Start of The records

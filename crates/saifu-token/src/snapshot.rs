//! Persisted state layout and deterministic state digest.
//!
//! A [`LedgerSnapshot`] lists every balance, allowance and holder record
//! sorted by account, so two tokens in the same state produce the same
//! snapshot and the same digest regardless of operation order.
//!
//! Digest:
//! `SHA-256(domain_sep || address || controller || burn address ||
//! reservation state || supply || balances || allowances || holders)`

use serde::{Deserialize, Serialize};
use sha2::{Digest, Sha256};

use saifu_types::{constants, AccountId, Amount, HolderRecord, HolderState, Result, SaifuError};

/// One non-zero balance.
#[derive(Debug, Clone, PartialEq, Eq, Serialize, Deserialize)]
pub struct BalanceEntry {
    pub account: AccountId,
    pub amount: Amount,
}

/// One non-zero allowance.
#[derive(Debug, Clone, PartialEq, Eq, Serialize, Deserialize)]
pub struct AllowanceEntry {
    pub owner: AccountId,
    pub spender: AccountId,
    pub amount: Amount,
}

/// Complete token state.
#[derive(Debug, Clone, PartialEq, Eq, Serialize, Deserialize)]
pub struct LedgerSnapshot {
    /// The token's own address (holds the float).
    pub address: AccountId,
    pub controller: AccountId,
    pub burn_address: Option<AccountId>,
    pub funds_reserved: bool,
    pub already_reserved_for_team: Amount,
    pub initial_supply: Amount,
    pub burned: Amount,
    /// Sorted by account.
    pub balances: Vec<BalanceEntry>,
    /// Sorted by (owner, spender).
    pub allowances: Vec<AllowanceEntry>,
    /// Sorted by beneficiary.
    pub holders: Vec<HolderRecord>,
}

impl LedgerSnapshot {
    /// Put every list in canonical order.
    pub fn canonicalize(&mut self) {
        self.balances.sort_by_key(|e| e.account);
        self.allowances.sort_by_key(|e| (e.owner, e.spender));
        self.holders.sort_by_key(|h| h.beneficiary);
    }

    /// Encode as JSON.
    pub fn to_json(&self) -> Result<String> {
        Ok(serde_json::to_string(self)?)
    }

    /// Decode from JSON.
    pub fn from_json(json: &str) -> Result<Self> {
        let mut snapshot: Self = serde_json::from_str(json)?;
        snapshot.canonicalize();
        Ok(snapshot)
    }

    /// SHA-256 over the canonical encoding.
    #[must_use]
    pub fn digest(&self) -> [u8; 32] {
        let mut hasher = Sha256::new();
        hasher.update(constants::DIGEST_DOMAIN);
        hasher.update(self.address.0);
        hasher.update(self.controller.0);
        match self.burn_address {
            Some(addr) => {
                hasher.update([1u8]);
                hasher.update(addr.0);
            }
            None => hasher.update([0u8]),
        }
        hasher.update([u8::from(self.funds_reserved)]);
        hasher.update(amount_bytes(self.already_reserved_for_team));
        hasher.update(amount_bytes(self.initial_supply));
        hasher.update(amount_bytes(self.burned));

        hasher.update((self.balances.len() as u64).to_le_bytes());
        for entry in &self.balances {
            hasher.update(entry.account.0);
            hasher.update(amount_bytes(entry.amount));
        }

        hasher.update((self.allowances.len() as u64).to_le_bytes());
        for entry in &self.allowances {
            hasher.update(entry.owner.0);
            hasher.update(entry.spender.0);
            hasher.update(amount_bytes(entry.amount));
        }

        hasher.update((self.holders.len() as u64).to_le_bytes());
        for holder in &self.holders {
            hasher.update(holder.address.0);
            hasher.update(holder.beneficiary.0);
            hasher.update(amount_bytes(holder.custody));
            hasher.update(holder.release_time.0.to_le_bytes());
            hasher.update([match holder.state {
                HolderState::Locked => 0u8,
                HolderState::Released => 1u8,
            }]);
            hasher.update(holder.locked_at.0.to_le_bytes());
        }

        hasher.finalize().into()
    }

    /// Hex form of [`digest`](Self::digest), for logs and comparisons.
    #[must_use]
    pub fn digest_hex(&self) -> String {
        hex::encode(self.digest())
    }

    /// Reject snapshots whose lists are not in canonical order or repeat a key.
    pub fn check_canonical(&self) -> Result<()> {
        let sorted_unique = self.balances.windows(2).all(|w| w[0].account < w[1].account)
            && self
                .allowances
                .windows(2)
                .all(|w| (w[0].owner, w[0].spender) < (w[1].owner, w[1].spender))
            && self
                .holders
                .windows(2)
                .all(|w| w[0].beneficiary < w[1].beneficiary);
        if sorted_unique {
            Ok(())
        } else {
            Err(SaifuError::Serialization(
                "snapshot lists are unsorted or contain duplicates".into(),
            ))
        }
    }
}

fn amount_bytes(amount: Amount) -> [u8; 32] {
    let mut buf = [0u8; 32];
    amount.to_big_endian(&mut buf);
    buf
}

#[cfg(test)]
mod tests {
    use super::*;

    fn make_snapshot() -> LedgerSnapshot {
        let mut snapshot = LedgerSnapshot {
            address: AccountId::from_low_u64(1),
            controller: AccountId::from_low_u64(2),
            burn_address: None,
            funds_reserved: false,
            already_reserved_for_team: Amount::zero(),
            initial_supply: Amount::from(1_000u64),
            burned: Amount::zero(),
            balances: vec![
                BalanceEntry {
                    account: AccountId::from_low_u64(2),
                    amount: Amount::from(600u64),
                },
                BalanceEntry {
                    account: AccountId::from_low_u64(1),
                    amount: Amount::from(400u64),
                },
            ],
            allowances: Vec::new(),
            holders: Vec::new(),
        };
        snapshot.canonicalize();
        snapshot
    }

    #[test]
    fn canonicalize_sorts() {
        let snapshot = make_snapshot();
        assert_eq!(snapshot.balances[0].account, AccountId::from_low_u64(1));
        assert!(snapshot.check_canonical().is_ok());
    }

    #[test]
    fn digest_is_deterministic() {
        let a = make_snapshot();
        let b = make_snapshot();
        assert_eq!(a.digest(), b.digest());
        assert_eq!(a.digest_hex().len(), 64);
    }

    #[test]
    fn digest_changes_with_state() {
        let a = make_snapshot();
        let mut b = make_snapshot();
        b.funds_reserved = true;
        assert_ne!(a.digest(), b.digest());

        let mut c = make_snapshot();
        c.burn_address = Some(AccountId::from_low_u64(9));
        assert_ne!(a.digest(), c.digest());
    }

    #[test]
    fn json_roundtrip_preserves_digest() {
        let snapshot = make_snapshot();
        let json = snapshot.to_json().unwrap();
        let back = LedgerSnapshot::from_json(&json).unwrap();
        assert_eq!(snapshot, back);
        assert_eq!(snapshot.digest(), back.digest());
    }

    #[test]
    fn duplicates_are_not_canonical() {
        let mut snapshot = make_snapshot();
        let dup = snapshot.balances[0].clone();
        snapshot.balances.push(dup);
        snapshot.canonicalize();
        assert!(snapshot.check_canonical().is_err());
    }
}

End of The records

Only the line that contains "assert!(snapshot.check_canonical().is_ok());" and the lines after it, through the end of the data above, are to be repeated exactly.

        assert!(snapshot.check_canonical().is_ok());
    }

    #[test]
    fn digest_is_deterministic() {
        let a = make_snapshot();
        let b = make_snapshot();
        assert_eq!(a.digest(), b.digest());
        assert_eq!(a.digest_hex().len(), 64);
    }

    #[test]
    fn digest_changes_with_state() {
        let a = make_snapshot();
        let mut b = make_snapshot();
        b.funds_reserved = true;
        assert_ne!(a.digest(), b.digest());

        let mut c = make_snapshot();
        c.burn_address = Some(AccountId::from_low_u64(9));
        assert_ne!(a.digest(), c.digest());
    }

    #[test]
    fn json_roundtrip_preserves_digest() {
        let snapshot = make_snapshot();
        let json = snapshot.to_json().unwrap();
        let back = LedgerSnapshot::from_json(&json).unwrap();
        assert_eq!(snapshot, back);
        assert_eq!(snapshot.digest(), back.digest());
    }

    #[test]
    fn duplicates_are_not_canonical() {
        let mut snapshot = make_snapshot();
        let dup = snapshot.balances[0].clone();
        snapshot.balances.push(dup);
        snapshot.canonicalize();
        assert!(snapshot.check_canonical().is_err());
    }
}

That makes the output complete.